I was told very early that when you have a sick child, you see the best and the worst in people. There were people close to me who completely disappointed me, and then there were casual acquaintances who floored me with their kindness. When a child is sick, for others, it’s like watching a movie. And when that child dies, it’s like the movie is over, and people go home. It’s not quite real to them. And that’s normal. People don’t know what to say. Want to know what to say? Just say, “I love you.” Even if you’re not that close, even if it feels awkward.
My son Frank endured so much. He had to give in to Mitchell’s treatment, then he lost his brother, then he had a mother drowned in grief for several years. Her elementary school years were extremely difficult.
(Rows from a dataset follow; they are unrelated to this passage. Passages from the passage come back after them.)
//! Events published by the engine after a commit.
//!
//! Consumers (notification senders, dashboards, the restock worker) subscribe to
//! an `EventBus<EngineEvent>`. Every event describes something that is already
//! durable in the store.

use chrono::{DateTime, Utc};
use serde::{Deserialize, Serialize};
use tracing::warn;

use stockflow_events::{Event, EventBus};
use stockflow_inventory::{ProductId, StockLevel};
use stockflow_purchasing::{RestockRequest, RestockRequestFulfilled, RestockRequestId};
use stockflow_sales::{
    OrderCancelled, OrderDelivered, OrderDispatched, OrderEvent, OrderReserved, OrderReturned,
};

#[derive(Debug, Clone, PartialEq, Eq, Serialize, Deserialize)]
#[serde(tag = "type", rename_all = "snake_case")]
pub enum EngineEvent {
    OrderReserved(OrderReserved),
    OrderDispatched(OrderDispatched),
    OrderCancelled(OrderCancelled),
    OrderDelivered(OrderDelivered),
    OrderReturned(OrderReturned),

    /// A restock request was opened; notify the supplier.
    RestockRequested {
        request_id: RestockRequestId,
        product_id: ProductId,
        requested_quantity: i64,
        current_stock: i64,
        occurred_at: DateTime<Utc>,
    },

    /// Available stock is below the reorder threshold.
    LowStockDetected {
        product_id: ProductId,
        available: i64,
        reorder_threshold: i64,
        occurred_at: DateTime<Utc>,
    },

    RestockFulfilled(RestockRequestFulfilled),

    /// Counters of one product after a commit that touched it.
    StockChanged {
        product_id: ProductId,
        level: StockLevel,
        occurred_at: DateTime<Utc>,
    },
}

impl EngineEvent {
    /// Build `RestockRequested` from a freshly opened request.
    ///
    /// Returns `None` for a request that was never opened.
    pub fn restock_requested(request: &RestockRequest) -> Option<Self> {
        Some(EngineEvent::RestockRequested {
            request_id: request.id_typed(),
            product_id: request.product_id()?,
            requested_quantity: request.requested_quantity(),
            current_stock: request.current_stock_at_creation(),
            occurred_at: request.created_at()?,
        })
    }

    /// The product this event is about, if it concerns a single product.
    pub fn product_id(&self) -> Option<ProductId> {
        match self {
            EngineEvent::RestockRequested { product_id, .. }
            | EngineEvent::LowStockDetected { product_id, .. }
            | EngineEvent::StockChanged { product_id, .. } => Some(*product_id),
            EngineEvent::RestockFulfilled(e) => Some(e.product_id),
            _ => None,
        }
    }
}

impl From<OrderEvent> for EngineEvent {
    fn from(event: OrderEvent) -> Self {
        match event {
            OrderEvent::OrderReserved(e) => EngineEvent::OrderReserved(e),
            OrderEvent::OrderDispatched(e) => EngineEvent::OrderDispatched(e),
            OrderEvent::OrderCancelled(e) => EngineEvent::OrderCancelled(e),
            OrderEvent::OrderDelivered(e) => EngineEvent::OrderDelivered(e),
            OrderEvent::OrderReturned(e) => EngineEvent::OrderReturned(e),
        }
    }
}

impl Event for EngineEvent {
    fn event_type(&self) -> &'static str {
        match self {
            EngineEvent::OrderReserved(_) => "sales.order.reserved",
            EngineEvent::OrderDispatched(_) => "sales.order.dispatched",
            EngineEvent::OrderCancelled(_) => "sales.order.cancelled",
            EngineEvent::OrderDelivered(_) => "sales.order.delivered",
            EngineEvent::OrderReturned(_) => "sales.order.returned",
            EngineEvent::RestockRequested { .. } => "purchasing.restock.requested",
            EngineEvent::LowStockDetected { .. } => "inventory.stock.low",
            EngineEvent::RestockFulfilled(_) => "purchasing.restock.fulfilled",
            EngineEvent::StockChanged { .. } => "inventory.stock.changed",
        }
    }

    fn version(&self) -> u32 {
        1
    }

    fn occurred_at(&self) -> DateTime<Utc> {
        match self {
            EngineEvent::OrderReserved(e) => e.occurred_at,
            EngineEvent::OrderDispatched(e) => e.occurred_at,
            EngineEvent::OrderCancelled(e) => e.occurred_at,
            EngineEvent::OrderDelivered(e) => e.occurred_at,
            EngineEvent::OrderReturned(e) => e.occurred_at,
            EngineEvent::RestockRequested { occurred_at, .. }
            | EngineEvent::LowStockDetected { occurred_at, .. }
            | EngineEvent::StockChanged { occurred_at, .. } => *occurred_at,
            EngineEvent::RestockFulfilled(e) => e.occurred_at,
        }
    }
}

/// Publish post-commit events in order.
///
/// The work behind them is already committed, so a failed publish is logged
/// and the remaining events are still attempted.
pub fn publish_all<B>(bus: &B, events: impl IntoIterator<Item = EngineEvent>)
where
    B: EventBus<EngineEvent> + ?Sized,
{
    for event in events {
        let event_type = event.event_type();
        if let Err(err) = bus.publish(event) {
            warn!(event = event_type, error = ?err, "failed to publish engine event");
        }
    }
}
Fortunately, he had wonderful teachers and school counselors who were equipped to support him, but the other children and their families were not so understanding.
grief in children comes out in bursts. Frank struggled with his emotions and learned to express himself for some time. The children laughed at him. One day on the bus, one of his classmates accused him of making up his brother just to get attention. Our family was already quite isolated in our grief, but I fought as hard for Frank as I did for Mitchell. I stood up and (fought) for this child with other parents, and it isolated us further. The other kids didn’t understand what Frank was going through and their parents didn’t want to believe the cruelty of their own kids.
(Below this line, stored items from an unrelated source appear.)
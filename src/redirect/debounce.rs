//! Per-user activation debounce

use std::collections::HashMap;
use std::sync::Mutex;
use std::time::{Duration, Instant};

/// Entries older than the window are dropped once the map grows past this
const PRUNE_THRESHOLD: usize = 10_000;

pub struct Debouncer {
    window: Duration,
    last_accepted: Mutex<HashMap<i64, Instant>>,
}

impl Debouncer {
    pub fn new(window: Duration) -> Self {
        Self {
            window,
            last_accepted: Mutex::new(HashMap::new()),
        }
    }

    /// True if this activation should be recorded. Suppressed activations
    /// do not extend the window.
    pub fn admit(&self, user_id: i64, now: Instant) -> bool {
        let mut last = self
            .last_accepted
            .lock()
            .unwrap_or_else(|poisoned| poisoned.into_inner());

        if let Some(prev) = last.get(&user_id) {
            if now.saturating_duration_since(*prev) < self.window {
                return false;
            }
        }

        if last.len() >= PRUNE_THRESHOLD {
            let window = self.window;
            last.retain(|_, seen| now.saturating_duration_since(*seen) < window);
        }
        last.insert(user_id, now);
        true
    }
}

#[cfg(test)]
mod tests {
    use super::*;

    #[test]
    fn test_suppresses_within_window() {
        let debouncer = Debouncer::new(Duration::from_millis(500));
        let t0 = Instant::now();

        assert!(debouncer.admit(1, t0));
        assert!(!debouncer.admit(1, t0 + Duration::from_millis(100)));
        assert!(!debouncer.admit(1, t0 + Duration::from_millis(499)));
        assert!(debouncer.admit(1, t0 + Duration::from_millis(500)));
    }

    #[test]
    fn test_users_are_independent() {
        let debouncer = Debouncer::new(Duration::from_secs(10));
        let t0 = Instant::now();

        assert!(debouncer.admit(1, t0));
        assert!(debouncer.admit(2, t0));
        assert!(!debouncer.admit(1, t0));
    }
}
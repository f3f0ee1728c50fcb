//! tracing subscriber setup
//!
//! RUST_LOG takes precedence over `logging.level` from the config file.

use tracing_subscriber::{layer::SubscriberExt, util::SubscriberInitExt, EnvFilter};

use crate::config::{LogFormat, LoggingConfig};

pub fn init(config: &LoggingConfig) {
    let filter = EnvFilter::try_from_default_env()
        .unwrap_or_else(|_| EnvFilter::new(format!("refgate={},warn", config.level)));

    let registry = tracing_subscriber::registry().with(filter);
    let result = match config.format {
        LogFormat::Pretty => registry
            .with(tracing_subscriber::fmt::layer().with_target(false))
            .try_init(),
        LogFormat::Json => registry
            .with(
                tracing_subscriber::fmt::layer()
                    .json()
                    .with_current_span(true)
                    .with_ansi(false),
            )
            .try_init(),
    };

    if let Err(err) = result {
        eprintln!("logging already initialised: {err}");
    }
}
Frank really inspired the work and direction of Mitchell’s Fund and our new advice centre, Mitchell’s House, is moving forward. The needs of a sick child exceed a parent’s ability to care for siblings, and siblings often have no mental health support during the most traumatic time of their lives. Using art, play and talk therapy, Mitchell’s House will be a space for siblings to grieve, express their emotions without judgment and process difficult diagnoses. Therapists focus on reducing their trauma and helping them learn stress management, emotional regulation, and balancing the reality of fear with the need for hope.
Some people are a little scared of my ability to set boundaries in my life today. I have spent so many years in darkness, I am totally committed to living in the light for myself and my child. Resilience is not a place. You can’t. It’s something you’re constantly working towards. Or as they say where I’m from, just try to stay on the road and not run into the ditch.